Así que no tuve más remedio que poner en marcha los mecanismos mentales que conozco pero que, aun así, cuesta que funcionen espontáneamente. Las tonterías sobraban, que lo importante era lo primero y tenía claro que era el asunto familiar (todos conocemos casos en los que el trabajo tiene prioridad absoluta). Me tenía que repetir que los programas estaban más que preparados, que los dedos, por un poco de falta de entrenamiento, no se iban a atrofiar, que las mañanas cunden mucho si estamos con todos los sentidos alertas, que cuando llega el momento damos mucho más de lo que creemos, que si llevo cuarenta y seis años tocando el piano no me voy a quedar en blanco...

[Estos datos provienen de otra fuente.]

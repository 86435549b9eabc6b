//! Scripted transport for pipeline tests.

use std::collections::VecDeque;
use std::sync::{Arc, Mutex};
use std::sync::atomic::{AtomicUsize, Ordering};

use serde_json::Value;
use tokio::sync::Notify;
use tokio_util::sync::CancellationToken;

use super::{Transport, TransportError, TransportRequest, TransportResponse};

/// One scripted transport outcome.
#[derive(Debug, Clone)]
pub enum Script {
    /// Reply with the given status and body.
    Respond(http::StatusCode, Value),
    /// Fail as a transport-reported error.
    Fail {
        message: &'static str,
        code: Option<&'static str>,
        status: Option<http::StatusCode>,
    },
    /// Fail outside the request itself.
    Other(&'static str),
    /// Report a cancelled call.
    Cancelled,
    /// Wait until the call's signal fires, then report cancellation.
    Hang,
    /// Hold the reply until the gate opens; a fired signal wins.
    Gated(Arc<Notify>, Value),
}

impl Script {
    pub const fn ok(data: Value) -> Self {
        Self::Respond(http::StatusCode::OK, data)
    }

    pub const fn status(status: http::StatusCode) -> Self {
        Self::Fail {
            message: "Request failed with status code",
            code: None,
            status: Some(status),
        }
    }

    pub const fn timeout() -> Self {
        Self::Fail {
            message: "timeout of 1000ms exceeded",
            code: Some(super::TIMEOUT_ERROR_CODE),
            status: None,
        }
    }
}

/// Transport that replays a script and records what it saw.
///
/// Scripts are consumed in order; the last one repeats forever.
#[derive(Debug)]
pub struct MockTransport {
    script: Mutex<VecDeque<Script>>,
    requests: Mutex<Vec<TransportRequest>>,
    calls: AtomicUsize,
    cancels: AtomicUsize,
}

impl MockTransport {
    pub fn new(script: Vec<Script>) -> Self {
        assert!(!script.is_empty(), "script must not be empty");
        Self {
            script: Mutex::new(script.into()),
            requests: Mutex::new(Vec::new()),
            calls: AtomicUsize::new(0),
            cancels: AtomicUsize::new(0),
        }
    }

    pub fn ok(data: Value) -> Self {
        Self::new(vec![Script::ok(data)])
    }

    pub fn failing() -> Self {
        Self::new(vec![Script::status(http::StatusCode::INTERNAL_SERVER_ERROR)])
    }

    pub fn hanging() -> Self {
        Self::new(vec![Script::Hang])
    }

    pub fn calls(&self) -> usize {
        self.calls.load(Ordering::SeqCst)
    }

    pub fn cancels(&self) -> usize {
        self.cancels.load(Ordering::SeqCst)
    }

    pub fn captured_requests(&self) -> Vec<TransportRequest> {
        self.requests.lock().unwrap().clone()
    }

    pub fn last_request(&self) -> TransportRequest {
        self.requests
            .lock()
            .unwrap()
            .last()
            .cloned()
            .expect("transport was never called")
    }

    /// Yields until the transport has been called `n` times.
    pub async fn wait_for_calls(&self, n: usize) {
        while self.calls() < n {
            tokio::task::yield_now().await;
        }
    }

    fn next_script(&self) -> Script {
        let mut script = self.script.lock().unwrap();
        if script.len() > 1 {
            script.pop_front().unwrap()
        } else {
            script.front().cloned().unwrap()
        }
    }
}

impl Transport for MockTransport {
    async fn request(&self, req: TransportRequest) -> Result<TransportResponse, TransportError> {
        let signal = req.signal.clone();
        self.requests.lock().unwrap().push(req);
        self.calls.fetch_add(1, Ordering::SeqCst);

        match self.next_script() {
            Script::Respond(status, data) => {
                Ok(TransportResponse::new(status, http::HeaderMap::new(), data))
            }
            Script::Fail {
                message,
                code,
                status,
            } => Err(TransportError::Request {
                message: message.to_owned(),
                code: code.map(str::to_owned),
                response: status
                    .map(|status| TransportResponse::new(status, http::HeaderMap::new(), Value::Null)),
            }),
            Script::Other(message) => Err(TransportError::other(message)),
            Script::Cancelled => Err(TransportError::Cancelled),
            Script::Hang => {
                signal.cancelled().await;
                Err(TransportError::Cancelled)
            }
            Script::Gated(gate, data) => {
                tokio::select! {
                    () = signal.cancelled() => Err(TransportError::Cancelled),
                    () = gate.notified() => {
                        Ok(TransportResponse::new(http::StatusCode::OK, http::HeaderMap::new(), data))
                    }
                }
            }
        }
    }

    fn cancel(&self, signal: &CancellationToken) {
        self.cancels.fetch_add(1, Ordering::SeqCst);
        signal.cancel();
    }
}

Creo que estoy exagerando un poco (¿o no?). Tengo que estudiar, tengo que estudiar, tengo que estudiar... Pero, ¿el qué?, si ya me lo sé. ¿Por qué el piano nos tiene amarrados de esta manera? ¿Acaso un oficinista tiene un sólo pensamiento fuera del lugar de trabajo, y a veces ni eso? Si tenemos listo lo nuestro, porque para eso somos previsores, por qué cuando llega el imprevisto nos atacamos como si todo estuviera perdido.
Las veces en que me ha ocurrido algo similar no he podido quitarme de encima la mirada perpleja de Beatriz, con una sonrisa de 'pobrecito, cómo sufre; si supiera que no le va a pasar nada...'. Y es gracias a ella que he aprendido (el automático cuesta que salte libre de temores, pero va mejorando) que es así, que no pasa nada, que llegado el momento hay tiempo para todo, que es más una cuestión de exigencia interna y de intransigencia que de realidad, que es un problema de educación.

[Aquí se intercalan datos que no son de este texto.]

//! CLI argument parsing using clap.
//!
//! Defines the command-line interface with all options and subcommands.

use std::path::PathBuf;

use clap::{Parser, Subcommand};

/// reqflow: send one HTTP request through the request pipeline
///
/// Fills `:name` placeholders in the URL from `--param`, retries transient
/// failures, and prints the JSON reply to stdout.
#[derive(Debug, Parser)]
#[command(name = "reqflow")]
#[command(version, about, long_about = None)]
#[command(args_conflicts_with_subcommands = true)]
pub struct Cli {
    /// Subcommand to run
    #[command(subcommand)]
    pub command: Option<Command>,

    /// HTTP method (GET, POST, PUT, PATCH, DELETE). May be omitted when the URL is the only argument
    #[arg(value_name = "METHOD")]
    pub method: Option<String>,

    /// URL or path template, e.g. '/users/:id'
    #[arg(value_name = "URL")]
    pub url: Option<String>,

    /// Base URL that relative paths are resolved against
    #[arg(long = "base-url")]
    pub base_url: Option<String>,

    /// Path parameter in 'Key=Value' format (can be specified multiple times)
    #[arg(long = "param", value_name = "K=V")]
    pub params: Vec<String>,

    /// Query parameter in 'Key=Value' format (can be specified multiple times)
    #[arg(long = "query", value_name = "K=V")]
    pub query: Vec<String>,

    /// HTTP headers in 'Key=Value' or 'Key: Value' format (can be specified multiple times)
    #[arg(long = "header", value_name = "K=V")]
    pub headers: Vec<String>,

    /// JSON request body
    #[arg(long, value_name = "JSON")]
    pub data: Option<String>,

    /// Request timeout in milliseconds
    #[arg(long, value_name = "MS")]
    pub timeout: Option<u64>,

    /// Maximum number of attempts, including the first
    #[arg(long = "retry-max")]
    pub retry_max: Option<u32>,

    /// Initial retry delay in milliseconds
    #[arg(long = "retry-delay", value_name = "MS")]
    pub retry_delay: Option<u64>,

    /// Path to configuration file
    #[arg(long, short)]
    pub config: Option<PathBuf>,

    /// Enable verbose logging
    #[arg(long, short)]
    pub verbose: bool,
}

/// Subcommands for reqflow
#[derive(Debug, Subcommand)]
pub enum Command {
    /// Generate a default configuration file
    Init {
        /// Output path for the configuration file
        #[arg(long, short, default_value = "reqflow.toml")]
        output: PathBuf,
    },
}

impl Cli {
    /// Parses CLI arguments from the command line.
    #[must_use]
    pub fn parse_args() -> Self {
        Self::parse()
    }

    /// Parses CLI arguments from an iterator (useful for testing).
    pub fn parse_from_iter<I, T>(iter: I) -> Self
    where
        I: IntoIterator<Item = T>,
        T: Into<std::ffi::OsString> + Clone,
    {
        Self::parse_from(iter)
    }

    /// Returns true if this is the init command.
    #[must_use]
    pub const fn is_init(&self) -> bool {
        matches!(self.command, Some(Command::Init { .. }))
    }
}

Y el remedio es único: hacer en cada momento lo que haya que hacer, dando prioridad a lo importante, a lo verdaderamente importante. Y el piano lo es y siempre va a estar ahí, pero hay cosas y personas que no son eternas y es mejor actuar con disponibilidad total. Nuestra conciencia y nuestro organismo lo agradecerán. Demostrado ante notario.